Entries taken from a collection:
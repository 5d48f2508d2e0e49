//! CLI-level errors (wraps infrastructure errors)

use thiserror::Error;

use crate::application::ApplicationError;
use crate::domain::HierarchyError;
use crate::infrastructure::InfraError;

/// CLI errors are the top-level error type.
/// These are what get displayed to the user.
#[derive(Error, Debug)]
pub enum CliError {
    #[error("{0}")]
    Infra(#[from] InfraError),

    #[error("invalid arguments: {0}")]
    InvalidArgs(String),

    #[error("unknown node key: {0}")]
    UnknownNode(String),

    /// A requested edit the hierarchy refuses (cycle, self-parenting, ...).
    #[error("invalid edit: {0}")]
    InvalidEdit(#[source] HierarchyError),
}

impl From<ApplicationError> for CliError {
    fn from(e: ApplicationError) -> Self {
        CliError::Infra(InfraError::Application(e))
    }
}

impl From<HierarchyError> for CliError {
    fn from(e: HierarchyError) -> Self {
        ApplicationError::Domain(e).into()
    }
}

/// Result type for CLI operations.
pub type CliResult<T> = Result<T, CliError>;

impl CliError {
    /// Classify an error raised while applying a user-requested edit.
    ///
    /// Rejected edits are usage errors; anything else keeps its layer mapping.
    pub fn from_edit(e: HierarchyError) -> Self {
        match e {
            HierarchyError::InvalidOperation { .. } | HierarchyError::InvalidReference(_) => {
                CliError::InvalidEdit(e)
            }
            other => other.into(),
        }
    }

    /// Get the appropriate exit code for this error.
    pub fn exit_code(&self) -> i32 {
        match self {
            CliError::InvalidArgs(_) | CliError::UnknownNode(_) | CliError::InvalidEdit(_) => {
                crate::exitcode::USAGE
            }
            CliError::Infra(e) => match e {
                InfraError::Io { .. } => crate::exitcode::IOERR,
                InfraError::FixtureNotFound(_) => crate::exitcode::NOINPUT,
                InfraError::Fixture { .. } => crate::exitcode::DATAERR,
                InfraError::Application(ApplicationError::Config { .. }) => {
                    crate::exitcode::CONFIG
                }
                InfraError::Application(ApplicationError::Domain(
                    HierarchyError::IdSpaceExhausted,
                )) => crate::exitcode::SOFTWARE,
                InfraError::Application(ApplicationError::Domain(_)) => crate::exitcode::DATAERR,
            },
        }
    }
}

§ **What to do**
The lines needed are those in the data above that hold the string "exitcode"; copy each of them.

§ **Your solution**
                crate::exitcode::USAGE
                InfraError::Io { .. } => crate::exitcode::IOERR,
                InfraError::FixtureNotFound(_) => crate::exitcode::NOINPUT,
                InfraError::Fixture { .. } => crate::exitcode::DATAERR,
                    crate::exitcode::CONFIG
                )) => crate::exitcode::SOFTWARE,
                InfraError::Application(ApplicationError::Domain(_)) => crate::exitcode::DATAERR,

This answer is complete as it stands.